This article ran on the front page of the Dominion Post (Morgantown, WV).
High court: No new trial in Diviney case
Vantrease filed appeal of 2-10 year sentence
BY BRANDY BRUBAKER The Dominion Post
The state Supreme Court decided Tuesday not to grant a new trial to one of the two men convicted of the 2009 attack that left Ryan Diviney in a coma-like state.
Austin Vantrease, 20, filed his appeal before the state Supreme Court in May through his attorney Lance Rollo.
Vantrease is serving a two- to 10-year sentence for malicious assault.
In the petition, Rollo said Vantrease is entitled to a new trial because his previous attorney didn’t ask for his trial to be held separately from that of his co-defendant, Jonathon May, and because the court gave an incomplete instruction to the jury about the inference of intent.
Supreme Court justices, however, affirmed the trial court’s decisions.
“Upon consideration of the standard of review, the petition, and the record presented, the court finds no substantial question of law and no prejudicial error,” the court’s decision read.
Vantrease and May were convicted in a July 2010 jury trial — Vantrease of felony malicious assault and May of the lesser charge of misdemeanor battery. May was sentenced to one year in jail and was released after serving about seven months.
Prosecutors said May punched Diviney in the head after an argument about the World Series in front of the Willey Street Dairy Mart on Nov. 7, 2009. Diviney fell to the ground and struck his head, and was then kicked in the head by Vantrease, prosecutors said. He remains in a coma-like state and receives round-theclock care in his family’s Virginia home.

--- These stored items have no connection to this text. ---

//! Plugin contract
//!
//! A plugin is one unit of work bound to exactly one stage. It declares the
//! plugins it depends on, and transforms an input payload into an output
//! payload.

use crate::id::{Capability, PluginId, RunId, Stage, TenantId};
use futures::future::BoxFuture;
use futures::FutureExt;
use serde::{Deserialize, Serialize};
use std::fmt;
use std::future::Future;

/// Data threaded between stages
pub type Payload = serde_json::Value;

fn default_version() -> String {
    "0.1.0".to_string()
}

/// Static description of a plugin
#[derive(Debug, Clone, PartialEq, Eq, Serialize, Deserialize)]
pub struct PluginManifest {
    /// Unique identity
    pub id: PluginId,
    /// Stage this plugin runs in
    pub stage: Stage,
    /// Free-form version string
    #[serde(default = "default_version")]
    pub version: String,
    /// Plugins that must have run (in an earlier stage) before this one
    #[serde(default)]
    pub depends_on: Vec<PluginId>,
    /// Advertised capabilities
    #[serde(default)]
    pub capabilities: Vec<Capability>,
}

impl PluginManifest {
    /// Create manifest with no dependencies or capabilities
    #[must_use]
    pub fn new(id: PluginId, stage: Stage) -> Self {
        Self {
            id,
            stage,
            version: default_version(),
            depends_on: Vec::new(),
            capabilities: Vec::new(),
        }
    }

    /// With version
    #[inline]
    #[must_use]
    pub fn with_version(mut self, version: impl Into<String>) -> Self {
        self.version = version.into();
        self
    }

    /// Add a dependency
    #[inline]
    #[must_use]
    pub fn depends_on(mut self, id: PluginId) -> Self {
        self.depends_on.push(id);
        self
    }

    /// Add a capability
    #[inline]
    #[must_use]
    pub fn with_capability(mut self, capability: Capability) -> Self {
        self.capabilities.push(capability);
        self
    }
}

/// What a plugin knows about the run invoking it
#[derive(Debug, Clone, PartialEq, Eq)]
pub struct StageContext {
    /// Run being executed
    pub run_id: RunId,
    /// Tenant the run belongs to
    pub tenant: TenantId,
    /// Stage being executed
    pub stage: Stage,
}

/// Unit of work for one stage
///
/// `run` is the only suspension point the orchestrator introduces on behalf
/// of a plugin. Once started, a run is always awaited to completion.
#[async_trait::async_trait]
pub trait Plugin: Send + Sync {
    /// Static description
    fn manifest(&self) -> &PluginManifest;

    /// Transform `input` into the stage output
    async fn run(&self, ctx: &StageContext, input: Payload) -> anyhow::Result<Payload>;

    /// Plugin id
    fn id(&self) -> &PluginId {
        &self.manifest().id
    }

    /// Declared stage
    fn stage(&self) -> &Stage {
        &self.manifest().stage
    }
}

type RunFn =
    Box<dyn Fn(StageContext, Payload) -> BoxFuture<'static, anyhow::Result<Payload>> + Send + Sync>;

/// Plugin built from a manifest and a closure
///
/// This is the `{id, stage, version, depends_on, run}` manifest shape used
/// to bootstrap a registry without defining a type per plugin.
pub struct FnPlugin {
    manifest: PluginManifest,
    run: RunFn,
}

impl FnPlugin {
    /// Wrap an async closure
    pub fn new<F, Fut>(manifest: PluginManifest, f: F) -> Self
    where
        F: Fn(StageContext, Payload) -> Fut + Send + Sync + 'static,
        Fut: Future<Output = anyhow::Result<Payload>> + Send + 'static,
    {
        Self {
            manifest,
            run: Box::new(move |ctx, input| f(ctx, input).boxed()),
        }
    }

    /// Wrap a synchronous transformation
    pub fn sync<F>(manifest: PluginManifest, f: F) -> Self
    where
        F: Fn(Payload) -> anyhow::Result<Payload> + Send + Sync + 'static,
    {
        Self {
            manifest,
            run: Box::new(move |_ctx, input| futures::future::ready(f(input)).boxed()),
        }
    }
}

impl fmt::Debug for FnPlugin {
    fn fmt(&self, f: &mut fmt::Formatter<'_>) -> fmt::Result {
        f.debug_struct("FnPlugin")
            .field("manifest", &self.manifest)
            .finish_non_exhaustive()
    }
}

#[async_trait::async_trait]
impl Plugin for FnPlugin {
    fn manifest(&self) -> &PluginManifest {
        &self.manifest
    }

    async fn run(&self, ctx: &StageContext, input: Payload) -> anyhow::Result<Payload> {
        (self.run)(ctx.clone(), input).await
    }
}

#[cfg(test)]
mod tests {
    use super::*;
    use serde_json::json;

    fn ctx() -> StageContext {
        StageContext {
            run_id: RunId::new(),
            tenant: TenantId::new("acme").unwrap(),
            stage: Stage::new("ingest").unwrap(),
        }
    }

    #[test]
    fn manifest_deserializes_with_defaults() {
        let manifest: PluginManifest =
            serde_json::from_value(json!({"id": "reader", "stage": "ingest"})).unwrap();
        assert_eq!(manifest.version, "0.1.0");
        assert!(manifest.depends_on.is_empty());
        assert!(manifest.capabilities.is_empty());
    }

    #[test]
    fn manifest_rejects_invalid_stage() {
        let result: Result<PluginManifest, _> =
            serde_json::from_value(json!({"id": "reader", "stage": "no spaces"}));
        assert!(result.is_err());
    }

    #[tokio::test]
    async fn fn_plugin_runs_closure() {
        let manifest = PluginManifest::new(
            PluginId::new("double").unwrap(),
            Stage::new("ingest").unwrap(),
        );
        let plugin = FnPlugin::sync(manifest, |input| {
            let value = input["value"].as_i64().unwrap_or_default();
            Ok(json!({ "value": value * 2 }))
        });

        let out = plugin.run(&ctx(), json!({"value": 21})).await.unwrap();
        assert_eq!(out, json!({"value": 42}));
        assert_eq!(plugin.id().as_str(), "double");
    }

    #[tokio::test]
    async fn fn_plugin_sees_stage_context() {
        let manifest = PluginManifest::new(
            PluginId::new("echo-tenant").unwrap(),
            Stage::new("ingest").unwrap(),
        );
        let plugin = FnPlugin::new(manifest, |ctx, _input| async move {
            Ok(json!({ "tenant": ctx.tenant.as_str() }))
        });

        let out = plugin.run(&ctx(), Payload::Null).await.unwrap();
        assert_eq!(out, json!({"tenant": "acme"}));
    }
}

A Supreme Court deputy clerk said Vantrease has 30 days to ask the court to reconsider its decision. After that, the decision becomes final and, if Vantrease wants to appeal it further, he’d have to go before the U.S. Supreme Court.
Rollo said he hadn’t yet seen the decision when reached Tuesday afternoon.
Ken Diviney, Ryan Diviney’s dad, said Vantrease trying to get his conviction overturned was another example of his unwillingness to accept responsibility for what happened to Ryan.
“It’s now time to be accountable for Ryan,” he said.